Well think about these scenarios:

  • You’re a member of a political party that champions free speech and transparency.  Once elected you decide to deliberately and consistently leak to the press discussions by Council over planning matters, finances and generally controversial matters, despite being counselled and cautioned against such behaviour.  One day a staff matter arises when the General Manager reports on bullying and the legal and staff outcomes.  You leak the whole matter to the press because it would make a good story and then it is found out it was you who did it.
  • You’re a member of a sporting organisation who needs funding.  You get elected to Council and then proceed to stay in the room when funding proposals are discussed.  Prior to any Council decisions, you are seen wining and dining various other elected members in the corporate box of your sporting organisation, and ensuring that their faces figure prominently in any publicity material.  When a major funding proposal comes up, you still stay in the room and proceed to publically campaign for Council to approve funding. 
  • The Council gives the elected people a petrol card to cover travel in the course of their duties as Aldermen.  You use it to fill up both you and your mate’s 4WD to go on a holiday out in the bush.  You use the card to fill up the tank of the van you use for your own business.
  • You’re a member of a small but vocal group opposed to Coming Out Proud programs run by the local Council.  Once elected, you consistently make public statements that are outside the boundaries of fairness, courtesy and respect, and when asked to stop, refuse and repeat the behaviours a number of times.

Here are the Standards: you be the judge.

Standards of Conduct

Standard #1 – Principles and Values: You are expected to familiarise yourself with, and comply with both the letter and spirit of the Hobart City Council’s principles and values.

Standard #2 – No Bias in Decision-making: You must ensure that you bring an impartial and unprejudiced mind to all matters being decided upon by you in the course of your Council duties.

Standard #3 – Conflict of Interest: You are responsible to ensure that, when carrying out your public duty, you are not wrongfully influenced by other external interests you have or duties you owe. You must therefore, in all such dealings, put the interests of the community to which the Council is accountable foremost.

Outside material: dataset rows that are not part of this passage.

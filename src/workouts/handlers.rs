use axum::{
    extract::{Path, Query, State},
    http::StatusCode,
    routing::{delete, get, post},
    Json, Router,
};
use time::OffsetDateTime;
use tracing::{instrument, warn};
use uuid::Uuid;

use crate::auth::jwt::AuthUser;
use crate::error::{ApiError, ValidationError, WriteOutcome};
use crate::state::AppState;
use crate::window::MonthsWindow;
use crate::workouts::dto::{LogWorkoutRequest, WindowQuery};
use crate::workouts::progress::{strength_progress, StrengthPoint};
use crate::workouts::repo::{self, NewExercise, NewWorkout, Workout};
use crate::workouts::stats::{summarize_workouts, WorkoutStats};

pub fn read_routes() -> Router<AppState> {
    Router::new()
        .route("/workouts", get(list_workouts))
        .route("/workouts/stats", get(workout_stats))
        .route("/workouts/progress", get(workout_progress))
}

pub fn write_routes() -> Router<AppState> {
    Router::new()
        .route("/workouts", post(log_workout))
        .route("/workouts/:id", delete(delete_workout))
}

async fn fetch_window(
    state: &AppState,
    user_id: Uuid,
    months: Option<MonthsWindow>,
) -> Vec<Workout> {
    let since = months
        .unwrap_or(MonthsWindow::All)
        .start(OffsetDateTime::now_utc());
    repo::fetch_workouts(&state.db, user_id, since)
        .await
        .unwrap_or_else(|e| {
            warn!(error = %e, %user_id, "fetch_workouts failed; returning no data");
            Vec::new()
        })
}

#[instrument(skip(state))]
pub async fn list_workouts(
    State(state): State<AppState>,
    AuthUser(user_id): AuthUser,
    Query(q): Query<WindowQuery>,
) -> Result<Json<Vec<Workout>>, ApiError> {
    Ok(Json(fetch_window(&state, user_id, q.months).await))
}

#[instrument(skip(state))]
pub async fn workout_stats(
    State(state): State<AppState>,
    AuthUser(user_id): AuthUser,
    Query(q): Query<WindowQuery>,
) -> Result<Json<WorkoutStats>, ApiError> {
    let workouts = fetch_window(&state, user_id, q.months).await;
    Ok(Json(summarize_workouts(&workouts)))
}

#[instrument(skip(state))]
pub async fn workout_progress(
    State(state): State<AppState>,
    AuthUser(user_id): AuthUser,
    Query(q): Query<WindowQuery>,
) -> Result<Json<Vec<StrengthPoint>>, ApiError> {
    let workouts = fetch_window(&state, user_id, q.months).await;
    let ids: Vec<Uuid> = workouts.iter().map(|w| w.id).collect();
    let exercises = repo::fetch_exercises(&state.db, &ids)
        .await
        .unwrap_or_else(|e| {
            warn!(error = %e, %user_id, "fetch_exercises failed; returning no data");
            Vec::new()
        });
    Ok(Json(strength_progress(&workouts, &exercises)))
}

#[instrument(skip(state, payload))]
pub async fn log_workout(
    State(state): State<AppState>,
    AuthUser(user_id): AuthUser,
    Json(payload): Json<LogWorkoutRequest>,
) -> Result<(StatusCode, Json<WriteOutcome>), ApiError> {
    if payload.name.trim().is_empty() {
        return Err(ValidationError::WorkoutNameEmpty.into());
    }
    for ex in &payload.exercises {
        if let Some(weight) = ex.weight_kg {
            if !weight.is_finite() || weight < 0.0 {
                return Err(ValidationError::NegativeExerciseWeight.into());
            }
        }
    }

    let workout = NewWorkout {
        name: payload.name.trim().to_string(),
        performed_at: payload.performed_at.unwrap_or_else(OffsetDateTime::now_utc),
        duration_min: payload.duration_min,
        calories_burned: payload.calories_burned,
        exercises: payload
            .exercises
            .into_iter()
            .map(|e| NewExercise {
                name: e.name,
                sets: e.sets,
                reps: e.reps,
                weight_kg: e.weight_kg,
            })
            .collect(),
    };
    let row = repo::create_workout(&state.db, user_id, workout).await?;
    Ok((StatusCode::CREATED, Json(WriteOutcome::created(row.id))))
}

#[instrument(skip(state))]
pub async fn delete_workout(
    State(state): State<AppState>,
    AuthUser(user_id): AuthUser,
    Path(id): Path<Uuid>,
) -> Result<Json<WriteOutcome>, ApiError> {
    if repo::delete_workout(&state.db, user_id, id).await? {
        Ok(Json(WriteOutcome::ok()))
    } else {
        Err(ApiError::NotFound("workout"))
    }
}
use axum::{
    extract::{Path, Query, State},
    http::StatusCode,
    routing::{delete, get, post},
    Json, Router,
};
use time::{Date, OffsetDateTime};
use tracing::{instrument, warn};
use uuid::Uuid;

use crate::auth::jwt::AuthUser;
use crate::error::{ApiError, ValidationError, WriteOutcome};
use crate::meals::dto::{
    CreateTemplateRequest, DayQuery, LogFromTemplateRequest, LogMealRequest,
};
use crate::meals::repo::{self, MealLog, MealTemplate, NewIngredient, NewMealLog};
use crate::meals::summary::{summarize_day, DailySummary};
use crate::settings::repo::Settings;
use crate::state::AppState;
use crate::window::{day_bounds, parse_day_param};

pub fn read_routes() -> Router<AppState> {
    Router::new()
        .route("/meals", get(list_meals))
        .route("/meals/summary", get(daily_summary))
        .route("/meal-templates", get(list_templates))
        .route("/meal-templates/:id", get(get_template))
}

pub fn write_routes() -> Router<AppState> {
    Router::new()
        .route("/meals", post(log_meal))
        .route("/meals/from-template/:id", post(log_meal_from_template))
        .route("/meals/:id", delete(delete_meal))
        .route("/meal-templates", post(create_template))
        .route("/meal-templates/:id", delete(delete_template))
}

fn resolve_day(param: Option<&str>) -> Result<Date, ValidationError> {
    match param {
        Some(s) => parse_day_param(s),
        None => Ok(OffsetDateTime::now_utc().date()),
    }
}

fn validate_macros(calories: f64, protein_g: f64, carbs_g: f64, fat_g: f64) -> Result<(), ValidationError> {
    let all_non_negative = [calories, protein_g, carbs_g, fat_g]
        .iter()
        .all(|v| v.is_finite() && *v >= 0.0);
    if all_non_negative {
        Ok(())
    } else {
        Err(ValidationError::NegativeMacro)
    }
}

#[instrument(skip(state))]
pub async fn list_meals(
    State(state): State<AppState>,
    AuthUser(user_id): AuthUser,
    Query(q): Query<DayQuery>,
) -> Result<Json<Vec<MealLog>>, ApiError> {
    let day = resolve_day(q.date.as_deref())?;
    let (from, to) = day_bounds(day);
    let logs = repo::fetch_meal_logs(&state.db, user_id, from, to, q.meal_type)
        .await
        .unwrap_or_else(|e| {
            warn!(error = %e, %user_id, "fetch_meal_logs failed; returning no data");
            Vec::new()
        });
    Ok(Json(logs))
}

#[instrument(skip(state))]
pub async fn daily_summary(
    State(state): State<AppState>,
    AuthUser(user_id): AuthUser,
    Query(q): Query<DayQuery>,
) -> Result<Json<DailySummary>, ApiError> {
    let day = resolve_day(q.date.as_deref())?;
    let (from, to) = day_bounds(day);

    let logs = repo::fetch_meal_logs(&state.db, user_id, from, to, q.meal_type)
        .await
        .unwrap_or_else(|e| {
            warn!(error = %e, %user_id, "fetch_meal_logs failed; summarizing no data");
            Vec::new()
        });
    let calorie_goal = match Settings::get_or_create(&state.db, user_id).await {
        Ok(s) => s.calorie_goal_kcal,
        Err(e) => {
            warn!(error = %e, %user_id, "settings fetch failed; using default calorie goal");
            Settings::DEFAULT_CALORIE_GOAL_KCAL
        }
    };

    Ok(Json(summarize_day(day, &logs, calorie_goal)))
}

#[instrument(skip(state, payload))]
pub async fn log_meal(
    State(state): State<AppState>,
    AuthUser(user_id): AuthUser,
    Json(payload): Json<LogMealRequest>,
) -> Result<(StatusCode, Json<WriteOutcome>), ApiError> {
    if payload.name.trim().is_empty() {
        return Err(ValidationError::MealNameEmpty.into());
    }
    validate_macros(
        payload.calories,
        payload.protein_g,
        payload.carbs_g,
        payload.fat_g,
    )?;

    let entry = NewMealLog {
        name: payload.name.trim().to_string(),
        meal_type: payload.meal_type,
        calories: payload.calories,
        protein_g: payload.protein_g,
        carbs_g: payload.carbs_g,
        fat_g: payload.fat_g,
        eaten_at: payload.eaten_at.unwrap_or_else(OffsetDateTime::now_utc),
        template_id: None,
    };
    let row = repo::insert_meal_log(&state.db, user_id, entry).await?;
    Ok((StatusCode::CREATED, Json(WriteOutcome::created(row.id))))
}

/// Logs a meal from a template's stored totals. The totals are used exactly
/// as stored at template creation and are not recomputed against the
/// ingredient rows here.
#[instrument(skip(state))]
pub async fn log_meal_from_template(
    State(state): State<AppState>,
    AuthUser(user_id): AuthUser,
    Path(template_id): Path<Uuid>,
    Json(payload): Json<LogFromTemplateRequest>,
) -> Result<(StatusCode, Json<WriteOutcome>), ApiError> {
    let template = repo::find_template(&state.db, user_id, template_id)
        .await?
        .ok_or(ApiError::NotFound("meal template"))?;

    let entry = NewMealLog {
        name: template.name.clone(),
        meal_type: payload.meal_type,
        calories: template.total_calories,
        protein_g: template.total_protein_g,
        carbs_g: template.total_carbs_g,
        fat_g: template.total_fat_g,
        eaten_at: payload.eaten_at.unwrap_or_else(OffsetDateTime::now_utc),
        template_id: Some(template.id),
    };
    let row = repo::insert_meal_log(&state.db, user_id, entry).await?;
    Ok((StatusCode::CREATED, Json(WriteOutcome::created(row.id))))
}

#[instrument(skip(state))]
pub async fn delete_meal(
    State(state): State<AppState>,
    AuthUser(user_id): AuthUser,
    Path(id): Path<Uuid>,
) -> Result<Json<WriteOutcome>, ApiError> {
    if repo::delete_meal_log(&state.db, user_id, id).await? {
        Ok(Json(WriteOutcome::ok()))
    } else {
        Err(ApiError::NotFound("meal log"))
    }
}

#[instrument(skip(state))]
pub async fn list_templates(
    State(state): State<AppState>,
    AuthUser(user_id): AuthUser,
) -> Result<Json<Vec<MealTemplate>>, ApiError> {
    let templates = repo::list_templates(&state.db, user_id)
        .await
        .unwrap_or_else(|e| {
            warn!(error = %e, %user_id, "list_templates failed; returning no data");
            Vec::new()
        });
    Ok(Json(templates))
}

#[derive(Debug, serde::Serialize)]
pub struct TemplateDetails {
    #[serde(flatten)]
    pub template: MealTemplate,
    pub ingredients: Vec<repo::TemplateIngredient>,
}

#[instrument(skip(state))]
pub async fn get_template(
    State(state): State<AppState>,
    AuthUser(user_id): AuthUser,
    Path(id): Path<Uuid>,
) -> Result<Json<TemplateDetails>, ApiError> {
    let template = repo::find_template(&state.db, user_id, id)
        .await?
        .ok_or(ApiError::NotFound("meal template"))?;
    let ingredients = repo::list_template_ingredients(&state.db, template.id).await?;
    Ok(Json(TemplateDetails {
        template,
        ingredients,
    }))
}

#[instrument(skip(state, payload))]
pub async fn create_template(
    State(state): State<AppState>,
    AuthUser(user_id): AuthUser,
    Json(payload): Json<CreateTemplateRequest>,
) -> Result<(StatusCode, Json<WriteOutcome>), ApiError> {
    if payload.name.trim().is_empty() {
        return Err(ValidationError::MealNameEmpty.into());
    }
    for ing in &payload.ingredients {
        if ing.name.trim().is_empty() {
            return Err(ValidationError::MealNameEmpty.into());
        }
        validate_macros(ing.calories, ing.protein_g, ing.carbs_g, ing.fat_g)?;
    }

    let ingredients: Vec<NewIngredient> = payload
        .ingredients
        .into_iter()
        .map(|i| NewIngredient {
            name: i.name.trim().to_string(),
            calories: i.calories,
            protein_g: i.protein_g,
            carbs_g: i.carbs_g,
            fat_g: i.fat_g,
        })
        .collect();

    let template =
        repo::create_template(&state.db, user_id, payload.name.trim(), &ingredients).await?;
    Ok((StatusCode::CREATED, Json(WriteOutcome::created(template.id))))
}

#[instrument(skip(state))]
pub async fn delete_template(
    State(state): State<AppState>,
    AuthUser(user_id): AuthUser,
    Path(id): Path<Uuid>,
) -> Result<Json<WriteOutcome>, ApiError> {
    if repo::delete_template(&state.db, user_id, id).await? {
        Ok(Json(WriteOutcome::ok()))
    } else {
        Err(ApiError::NotFound("meal template"))
    }
}

#[cfg(test)]
mod tests {
    use super::*;

    #[test]
    fn macro_validation_rejects_negative_and_non_finite() {
        assert!(validate_macros(100.0, 10.0, 20.0, 5.0).is_ok());
        assert_eq!(
            validate_macros(-1.0, 0.0, 0.0, 0.0),
            Err(ValidationError::NegativeMacro)
        );
        assert_eq!(
            validate_macros(f64::NAN, 0.0, 0.0, 0.0),
            Err(ValidationError::NegativeMacro)
        );
    }

    #[test]
    fn resolve_day_defaults_to_today() {
        let today = OffsetDateTime::now_utc().date();
        assert_eq!(resolve_day(None), Ok(today));
        assert!(resolve_day(Some("not-a-date")).is_err());
    }
}
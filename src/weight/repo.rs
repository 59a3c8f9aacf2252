use serde::{Deserialize, Serialize};
use sqlx::{FromRow, PgPool};
use time::OffsetDateTime;
use uuid::Uuid;

#[derive(Debug, Clone, Serialize, Deserialize, FromRow)]
pub struct WeightLog {
    pub id: Uuid,
    pub user_id: Uuid,
    pub weight_kg: f64,
    #[serde(with = "time::serde::rfc3339")]
    pub logged_at: OffsetDateTime,
}

/// Ascending history, optionally bounded below by a trailing window start.
pub async fn fetch_weight_logs(
    db: &PgPool,
    user_id: Uuid,
    since: Option<OffsetDateTime>,
) -> anyhow::Result<Vec<WeightLog>> {
    let rows = sqlx::query_as::<_, WeightLog>(
        r#"
        SELECT id, user_id, weight_kg, logged_at
        FROM weight_logs
        WHERE user_id = $1
          AND ($2::timestamptz IS NULL OR logged_at >= $2)
        ORDER BY logged_at ASC
        "#,
    )
    .bind(user_id)
    .bind(since)
    .fetch_all(db)
    .await?;
    Ok(rows)
}

/// Appends one history row and mirrors the value into the profile's current
/// weight in the same transaction. Concurrent logs resolve by last write to
/// the profile winning.
pub async fn log_weight(db: &PgPool, user_id: Uuid, weight_kg: f64) -> anyhow::Result<WeightLog> {
    let mut tx = db.begin().await?;

    let row = sqlx::query_as::<_, WeightLog>(
        r#"
        INSERT INTO weight_logs (user_id, weight_kg)
        VALUES ($1, $2)
        RETURNING id, user_id, weight_kg, logged_at
        "#,
    )
    .bind(user_id)
    .bind(weight_kg)
    .fetch_one(&mut *tx)
    .await?;

    sqlx::query(
        r#"
        UPDATE profiles
        SET current_weight_kg = $2, updated_at = now()
        WHERE user_id = $1
        "#,
    )
    .bind(user_id)
    .bind(weight_kg)
    .execute(&mut *tx)
    .await?;

    tx.commit().await?;
    Ok(row)
}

Standard #4 – Proper use of Office: You must not improperly use your position to gain an advantage or confer a disadvantage for yourself or anyone else. You must not conduct yourself in a manner which could bring the Council or the position of Alderman of the Council into disrepute.

Standard #5 – Proper use of Resources: You are expected to ensure that neither you nor others associated with you wrongfully benefit at the expense of the Council and its people, and thus are required to use Council property and resources strictly for the purposes of performing your role.

Standard #6 – Proper use of Information (& Confidentiality): You must not disclose, without consent, confidential information or other information which you have acquired as a result of your office at the Council and you must actively protect all confidential and other information of the Council which comes in to your possession or knowledge.

Standard #7 – Giving and Receiving of Gifts or Benefits: Consistent with Standards #3 and #4, you are expected not to personally and unjustly benefit from, nor be unduly influenced (or be perceived to be unduly influenced) in making decisions as part of your role with the Council as a result of financial inducements, gifts or entertainment or other benefits.

Standard #8 – Relationships with community and others: You are expected to treat your fellow Aldermen, members of the community and employees of the Council, with courtesy, fairness, dignity and respect in all dealings with them.

Standard #9 – Representation of Hobart City Council: You must ensure that when representing the Council you only do so within the ambit of your authority and you must ensure that there is no confusion as to when you are voicing your own opinion and the Council’s policy or decisions.